▶ [EXERCISE PROMPT] Transcribe the listing from its top line through the line with "let pool = db::create_pool(config).await?;". Keep it exact, both ends included, and add nothing.

▶ [RAW DATA]
---

//! Application state shared across all handlers.

use std::sync::Arc;

use anyhow::{Context, Result};
use sqlx::PgPool;
use tower_sessions::Session;
use tracing::{info, warn};
use uuid::Uuid;
use vetrina_sdk::plugin::Plugin;

use crate::config::Config;
use crate::content::{ContentTypeRegistry, ItemService};
use crate::db;
use crate::menu::MenuRegistry;
use crate::models::{CreateUser, SiteConfig, User};
use crate::permissions::PermissionService;
use crate::session::SESSION_USER_ID;
use crate::settings::SettingsRegistry;
use crate::tap::{RequestServices, RequestState, TapDispatcher, TapRegistry, UserContext};
use crate::theme::ThemeEngine;

/// Plugins compiled into the kernel, in registration order.
pub fn builtin_plugins() -> Vec<Arc<dyn Plugin>> {
    vec![Arc::new(custom_css::CustomCss)]
}

/// Shared application state.
///
/// Wrapped in Arc internally so Clone is cheap.
#[derive(Clone)]
pub struct AppState {
    inner: Arc<AppStateInner>,
}

struct AppStateInner {
    /// PostgreSQL connection pool.
    db: PgPool,

    /// Permission service for access control.
    permissions: PermissionService,

    /// Tap dispatcher for invoking plugin taps.
    tap_dispatcher: TapDispatcher,

    /// Admin pages declared by plugins.
    menu_registry: MenuRegistry,

    /// Settings declared by plugins.
    settings_registry: SettingsRegistry,

    /// Content types loaded at startup.
    content_types: ContentTypeRegistry,

    /// Item service with tap integration.
    items: ItemService,

    /// Tera theme engine.
    theme: ThemeEngine,
}

impl AppState {
    /// Connect to the database, apply migrations and assemble the state.
    pub async fn new(config: &Config) -> Result<Self> {
        let pool = db::create_pool(config).await?;
        info!("connected to PostgreSQL");

        db::run_migrations(&pool).await?;
        info!("database migrations applied");

        if let Some((name, password)) = config.admin_credentials() {
            ensure_admin(&pool, name, password).await?;
        }

        let content_types = ContentTypeRegistry::load(&pool).await?;

        let theme = ThemeEngine::new(&config.templates_dir)
            .with_context(|| format!("failed to load templates from {:?}", config.templates_dir))?;

        Ok(Self::from_parts(pool, content_types, theme, builtin_plugins()))
    }

    /// Assemble state from already-built parts.
    pub fn from_parts(
        pool: PgPool,
        content_types: ContentTypeRegistry,
        theme: ThemeEngine,
        plugins: Vec<Arc<dyn Plugin>>,
    ) -> Self {
        let registry = Arc::new(TapRegistry::from_plugins(plugins));
        let tap_dispatcher = TapDispatcher::new(registry);

        let menu_registry = MenuRegistry::from_menus(tap_dispatcher.menus());
        let settings_registry = SettingsRegistry::from_definitions(tap_dispatcher.settings());
        info!(menus = menu_registry.len(), "plugin menus registered");

        let items = ItemService::new(pool.clone(), tap_dispatcher.clone());

        Self {
            inner: Arc::new(AppStateInner {
                permissions: PermissionService::new(pool.clone()),
                db: pool,
                tap_dispatcher,
                menu_registry,
                settings_registry,
                content_types,
                items,
                theme,
            }),
        }
    }

    /// Get the database pool.
    pub fn db(&self) -> &PgPool {
        &self.inner.db
    }

    pub fn permissions(&self) -> &PermissionService {
        &self.inner.permissions
    }

    pub fn tap_dispatcher(&self) -> &TapDispatcher {
        &self.inner.tap_dispatcher
    }

    pub fn menu_registry(&self) -> &MenuRegistry {
        &self.inner.menu_registry
    }

    pub fn settings_registry(&self) -> &SettingsRegistry {
        &self.inner.settings_registry
    }

    pub fn content_types(&self) -> &ContentTypeRegistry {
        &self.inner.content_types
    }

    pub fn items(&self) -> &ItemService {
        &self.inner.items
    }

    pub fn theme(&self) -> &ThemeEngine {
        &self.inner.theme
    }

    /// Services handed to plugins through the host.
    pub fn request_services(&self) -> RequestServices {
        RequestServices {
            db: self.inner.db.clone(),
            content_types: self.inner.content_types.clone(),
        }
    }

    /// The logged-in user, if the session names an existing active one.
    pub async fn current_user(&self, session: &Session) -> Option<User> {
        let user_id: Option<Uuid> = session.get(SESSION_USER_ID).await.ok().flatten();
        let id = user_id?;

        match User::find_by_id(self.db(), id).await {
            Ok(Some(user)) if user.is_active() => Some(user),
            Ok(_) => None,
            Err(e) => {
                warn!(error = %e, user_id = %id, "failed to load session user");
                None
            }
        }
    }

    /// Build the per-request state plugins see through the host.
    ///
    /// A failed permission lookup leaves the user with no permissions.
    pub async fn request_state(&self, session: &Session) -> RequestState {
        let user = match self.current_user(session).await {
            Some(user) => {
                let permissions = self
                    .permissions()
                    .user_permissions(&user)
                    .await
                    .unwrap_or_else(|e| {
                        warn!(error = %e, user_id = %user.id, "permission lookup failed");
                        Default::default()
                    });
                UserContext::authenticated(user.id, user.name, permissions)
            }
            None => {
                let permissions =
                    self.permissions()
                        .anonymous_permissions()
                        .await
                        .unwrap_or_else(|e| {
                            warn!(error = %e, "anonymous permission lookup failed");
                            Default::default()
                        });
                UserContext::anonymous_with(permissions)
            }
        };

        RequestState::new(user, self.request_services(), session.clone())
    }

    /// Site name for page chrome, falling back to the default on error.
    pub async fn site_name(&self) -> String {
        SiteConfig::site_name(self.db()).await.unwrap_or_else(|e| {
            warn!(error = %e, "failed to load site name");
            crate::models::site_config::DEFAULT_SITE_NAME.to_string()
        })
    }

    /// Check if PostgreSQL is healthy.
    pub async fn postgres_healthy(&self) -> bool {
        db::check_health(&self.inner.db).await
    }
}

/// Create the bootstrap admin account if no user has that name.
async fn ensure_admin(pool: &PgPool, name: &str, password: &str) -> Result<()> {
    if User::find_by_name(pool, name).await?.is_some() {
        return Ok(());
    }

    let user = User::create(
        pool,
        CreateUser {
            name: name.to_string(),
            password: password.to_string(),
            mail: String::new(),
            is_admin: true,
        },
    )
    .await?;
    info!(user_id = %user.id, name = %user.name, "bootstrap admin created");
    Ok(())
}
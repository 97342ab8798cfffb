//! Form rendering support and CSRF protection.
//!
//! Form definitions live in the SDK so plugins can build them; the kernel
//! fills in tokens and renders them through Tera templates.

pub mod csrf;

pub use csrf::{clear_csrf_tokens, generate_csrf_token, verify_csrf_token};
pub use vetrina_sdk::form::{ElementType, Form, FormElement};
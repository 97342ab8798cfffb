//! Tap dispatcher - invokes plugin taps in weight order.
//!
//! The dispatcher calls all plugins implementing a tap, collecting their results.
//! Errors are logged and skipped, allowing other plugins to continue. The one
//! exception is an access denial from a settings form, which halts the page.

use std::sync::Arc;

use tracing::{debug, error};
use vetrina_sdk::form::Form;
use vetrina_sdk::host::{Host, HostError, HostResult};
use vetrina_sdk::plugin::taps;
use vetrina_sdk::types::{
    EditPanel, HeadElement, Item, MenuDefinition, PageView, SaveEvent, SettingDefinition,
};

use super::{TapHandler, TapRegistry};

/// Dispatcher for invoking taps across plugins.
#[derive(Debug, Clone)]
pub struct TapDispatcher {
    registry: Arc<TapRegistry>,
}

fn log_failure(handler: &TapHandler, tap: &str, e: &HostError) {
    error!(
        plugin = %handler.plugin.name(),
        tap = %tap,
        error = %e,
        "tap invocation failed"
    );
}

impl TapDispatcher {
    pub fn new(registry: Arc<TapRegistry>) -> Self {
        Self { registry }
    }

    /// Get the tap registry for handler introspection.
    pub fn registry(&self) -> &TapRegistry {
        &self.registry
    }

    /// Collect admin pages from every plugin.
    pub fn menus(&self) -> Vec<MenuDefinition> {
        self.registry
            .get_handlers(taps::MENU)
            .iter()
            .flat_map(|h| h.plugin.tap_menu())
            .collect()
    }

    /// Collect setting declarations from every plugin.
    pub fn settings(&self) -> Vec<SettingDefinition> {
        self.registry
            .get_handlers(taps::SETTINGS_INFO)
            .iter()
            .flat_map(|h| h.plugin.tap_settings_info())
            .collect()
    }

    /// Build the settings form for `group`.
    ///
    /// The first plugin to return a form wins. An access denial propagates;
    /// other failures are logged and the next plugin is asked.
    pub async fn settings_form(&self, host: &dyn Host, group: &str) -> HostResult<Option<Form>> {
        for handler in self.registry.get_handlers(taps::SETTINGS_FORM) {
            match handler.plugin.tap_settings_form(host, group).await {
                Ok(Some(form)) => return Ok(Some(form)),
                Ok(None) => {}
                Err(e @ HostError::AccessDenied(_)) => return Err(e),
                Err(e) => log_failure(handler, taps::SETTINGS_FORM, &e),
            }
        }
        Ok(None)
    }

    /// Collect editing-surface panels for an item, ordered by priority
    /// (stable with respect to tap weight).
    pub async fn edit_panels(&self, host: &dyn Host, item: &Item) -> Vec<EditPanel> {
        let handlers = self.registry.get_handlers(taps::ITEM_EDIT_PANELS);
        let mut panels = Vec::new();

        for handler in handlers {
            match handler.plugin.tap_item_edit_panels(host, item).await {
                Ok(mut contributed) => panels.append(&mut contributed),
                Err(e) => log_failure(handler, taps::ITEM_EDIT_PANELS, &e),
            }
        }

        panels.sort_by_key(|p| p.priority);
        debug!(
            tap = taps::ITEM_EDIT_PANELS,
            handlers = handlers.len(),
            panels = panels.len(),
            "dispatch complete"
        );
        panels
    }

    /// Notify every plugin that an item was saved.
    pub async fn item_save(&self, host: &dyn Host, event: &SaveEvent) {
        for handler in self.registry.get_handlers(taps::ITEM_SAVE) {
            if let Err(e) = handler.plugin.tap_item_save(host, event).await {
                log_failure(handler, taps::ITEM_SAVE, &e);
            }
        }
    }

    /// Collect `<head>` elements for a public page, in weight order.
    pub async fn page_head(&self, host: &dyn Host, view: &PageView) -> Vec<HeadElement> {
        let mut elements = Vec::new();

        for handler in self.registry.get_handlers(taps::PAGE_HEAD) {
            match handler.plugin.tap_page_head(host, view).await {
                Ok(mut contributed) => elements.append(&mut contributed),
                Err(e) => log_failure(handler, taps::PAGE_HEAD, &e),
            }
        }

        elements
    }
}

---

▶ [YOUR RESPONSE]
//! Application state shared across all handlers.

use std::sync::Arc;

use anyhow::{Context, Result};
use sqlx::PgPool;
use tower_sessions::Session;
use tracing::{info, warn};
use uuid::Uuid;
use vetrina_sdk::plugin::Plugin;

use crate::config::Config;
use crate::content::{ContentTypeRegistry, ItemService};
use crate::db;
use crate::menu::MenuRegistry;
use crate::models::{CreateUser, SiteConfig, User};
use crate::permissions::PermissionService;
use crate::session::SESSION_USER_ID;
use crate::settings::SettingsRegistry;
use crate::tap::{RequestServices, RequestState, TapDispatcher, TapRegistry, UserContext};
use crate::theme::ThemeEngine;

/// Plugins compiled into the kernel, in registration order.
pub fn builtin_plugins() -> Vec<Arc<dyn Plugin>> {
    vec![Arc::new(custom_css::CustomCss)]
}

/// Shared application state.
///
/// Wrapped in Arc internally so Clone is cheap.
#[derive(Clone)]
pub struct AppState {
    inner: Arc<AppStateInner>,
}

struct AppStateInner {
    /// PostgreSQL connection pool.
    db: PgPool,

    /// Permission service for access control.
    permissions: PermissionService,

    /// Tap dispatcher for invoking plugin taps.
    tap_dispatcher: TapDispatcher,

    /// Admin pages declared by plugins.
    menu_registry: MenuRegistry,

    /// Settings declared by plugins.
    settings_registry: SettingsRegistry,

    /// Content types loaded at startup.
    content_types: ContentTypeRegistry,

    /// Item service with tap integration.
    items: ItemService,

    /// Tera theme engine.
    theme: ThemeEngine,
}

impl AppState {
    /// Connect to the database, apply migrations and assemble the state.
    pub async fn new(config: &Config) -> Result<Self> {
        let pool = db::create_pool(config).await?;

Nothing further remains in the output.